Speakers: Jieqiong Wang, PhD
Jieqiong Wang, PhD
Assistant Professor, Department of Neurological Sciences
University of Nebraska Medical Center
Dr. Wang is an Assistant Professor in the Department of Neurological Sciences at the University of Nebraska Medical Center. Her research focuses on developing machine learning–based computational models to address critical biomedical challenges in clinical settings. She has collaborated extensively with radiologists, psychologists, neuroscientists, and clinicians on interdisciplinary projects spanning congenital heart disease, cancer, Alzheimer’s disease, and addiction. Her lab has developed a range of AI/ML approaches to tackle key problems in cancer research, including reducing health disparities, cross-modality synthesis, survival prediction, and cancer subtype identification. With over 15 years of experience in artificial intelligence, machine learning, and medical imaging, Dr. Wang has published more than 50 peer-reviewed articles in leading journals such as Advanced Science, Human Brain Mapping, and European Radiology. Her research has been supported by multiple funding agencies, including the NIH (NIGMS, NCI, and OD), NSF, the American Cancer Society, and the Nebraska Research Initiative.

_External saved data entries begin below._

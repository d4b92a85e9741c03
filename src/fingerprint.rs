use crate::extractor::ExtractionResult;
use crate::message::CandidateEmail;

use lazy_static::lazy_static;
use regex::Regex;
use sha2::{Digest, Sha256};
use std::collections::BTreeSet;

/// The airline's own booking identity: reservation code plus the set of
/// legs it currently covers. Two emails agreeing on airline and code but
/// not on the leg set describe a booking change.
#[derive(Debug, Clone, PartialEq, Eq)]
pub struct ConfirmationIdentity {
    pub airline: String,
    pub code: String,
    /// Sorted, de-duplicated leg identifiers.
    pub flights: BTreeSet<String>,
}

impl ConfirmationIdentity {
    /// History-store key. Leg set is intentionally excluded so a changed
    /// booking still finds its earlier record.
    pub fn key(&self) -> String {
        format!("{}:{}", self.airline.to_lowercase(), self.code)
    }
}

/// Identity signals for one classified email. `content` is always present;
/// `confirmation` only when a code was extracted.
#[derive(Debug, Clone)]
pub struct Fingerprint {
    pub confirmation: Option<ConfirmationIdentity>,
    pub content: String,
}

/// Derive both identity signals. Pure function of its inputs.
pub fn fingerprint(candidate: &CandidateEmail, extraction: &ExtractionResult) -> Fingerprint {
    let confirmation = extraction
        .confirmation_code
        .as_ref()
        .map(|code| ConfirmationIdentity {
            airline: extraction.airline.clone(),
            code: code.clone(),
            flights: extraction.flights.iter().map(|leg| leg.id()).collect(),
        });

    Fingerprint {
        confirmation,
        content: content_hash(&candidate.subject, &candidate.body),
    }
}

lazy_static! {
    static ref QUOTED_LINE: Regex = Regex::new(r"^\s*>").unwrap();
    static ref REPLY_HEADER: Regex =
        Regex::new(r"(?i)^on .{0,120} wrote:\s*$").unwrap();
    static ref FORWARD_MARKER: Regex =
        Regex::new(r"^-{3,}\s*forwarded message\s*-{3,}").unwrap();
    static ref WHITESPACE: Regex = Regex::new(r"\s+").unwrap();
}

/// Stable hash over normalized subject and body, so re-delivered or lightly
/// re-rendered copies of the same message still collide.
pub fn content_hash(subject: &str, body: &str) -> String {
    let normalized = format!(
        "{}\n{}",
        normalize_text(subject),
        normalize_text(&strip_boilerplate(body))
    );

    let mut hasher = Sha256::new();
    hasher.update(normalized.as_bytes());
    format!("{:x}", hasher.finalize())
}

/// Drop quoted replies, reply headers, and everything below a signature or
/// forwarded-message marker.
fn strip_boilerplate(body: &str) -> String {
    let mut kept = Vec::new();
    for line in body.lines() {
        let lower = line.to_lowercase();
        if line.trim_end() == "--" || line == "-- " || FORWARD_MARKER.is_match(&lower) {
            break;
        }
        if QUOTED_LINE.is_match(line) || REPLY_HEADER.is_match(line) {
            continue;
        }
        kept.push(line);
    }
    kept.join("\n")
}

fn normalize_text(text: &str) -> String {
    WHITESPACE
        .replace_all(text.trim(), " ")
        .to_lowercase()
}

#[cfg(test)]
mod tests {
    use super::*;
    use crate::extractor::FlightLeg;

    fn candidate(subject: &str, body: &str) -> CandidateEmail {
        CandidateEmail {
            id: "INBOX:fp.eml".to_string(),
            sender: "notify@delta.com".to_string(),
            subject: subject.to_string(),
            body: body.to_string(),
            received: None,
            raw: Vec::new(),
        }
    }

    fn extraction(code: Option<&str>, flights: &[(&str, &str)]) -> ExtractionResult {
        ExtractionResult {
            airline: "Delta".to_string(),
            confirmation_code: code.map(str::to_string),
            flights: flights
                .iter()
                .map(|(number, date)| FlightLeg {
                    number: number.to_string(),
                    date: date.to_string(),
                    route: None,
                })
                .collect(),
            confidence: 0.9,
        }
    }

    #[test]
    fn confirmation_identity_present_iff_code_present() {
        let c = candidate("Confirmation", "body");
        let with_code = fingerprint(&c, &extraction(Some("DJWNTF"), &[]));
        assert!(with_code.confirmation.is_some());

        let without_code = fingerprint(&c, &extraction(None, &[]));
        assert!(without_code.confirmation.is_none());
        assert!(!without_code.content.is_empty());
    }

    #[test]
    fn flight_order_does_not_affect_identity() {
        let c = candidate("Confirmation", "body");
        let forward = fingerprint(
            &c,
            &extraction(Some("DJWNTF"), &[("DL123", "2024-06-01"), ("DL456", "2024-06-01")]),
        );
        let reversed = fingerprint(
            &c,
            &extraction(Some("DJWNTF"), &[("DL456", "2024-06-01"), ("DL123", "2024-06-01")]),
        );
        assert_eq!(forward.confirmation, reversed.confirmation);
    }

    #[test]
    fn whitespace_and_case_do_not_affect_content_hash() {
        assert_eq!(
            content_hash("Your  Trip", "Flight DL123\non 2024-06-01"),
            content_hash("your trip", "flight   dl123 on 2024-06-01"),
        );
    }

    #[test]
    fn quoted_reply_and_signature_are_ignored() {
        let original = content_hash("Re: Trip", "See you there");
        let replied = content_hash(
            "Re: Trip",
            "See you there\nOn Mon, Jun 3, 2024 someone wrote:\n> earlier text\n> more\n-- \nSent from my phone",
        );
        assert_eq!(original, replied);
    }

    #[test]
    fn different_content_hashes_differently() {
        assert_ne!(
            content_hash("Trip A", "Flight DL123"),
            content_hash("Trip B", "Flight DL123"),
        );
    }

    #[test]
    fn identity_key_folds_airline_case_but_keeps_code() {
        let identity = ConfirmationIdentity {
            airline: "Delta".to_string(),
            code: "DJWNTF".to_string(),
            flights: BTreeSet::new(),
        };
        assert_eq!(identity.key(), "delta:DJWNTF");
    }
}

Advancing Prenatal Congenital Heart Disease Screening through Artificial Intelligence
Prenatal detection of congenital heart disease (CHD) is often time-consuming, highly dependent on clinician experience, and prone to missed diagnoses due to the complexity of fetal cardiac anatomy and variability in ultrasound image quality. Artificial intelligence (AI) offers a promising solution. In this presentation, we introduce a novel AI framework for prenatal CHD screening that integrates multi-view fetal ultrasound data, capturing complementary anatomical information across standard cardiac views. We will also explore the model’s potential for CHD subtyping and provide interpretable outputs to support clinician decision-making. Our approach aims to reduce clinician burden, enable earlier and more reliable CHD detection, and ultimately improve maternal and fetal outcomes.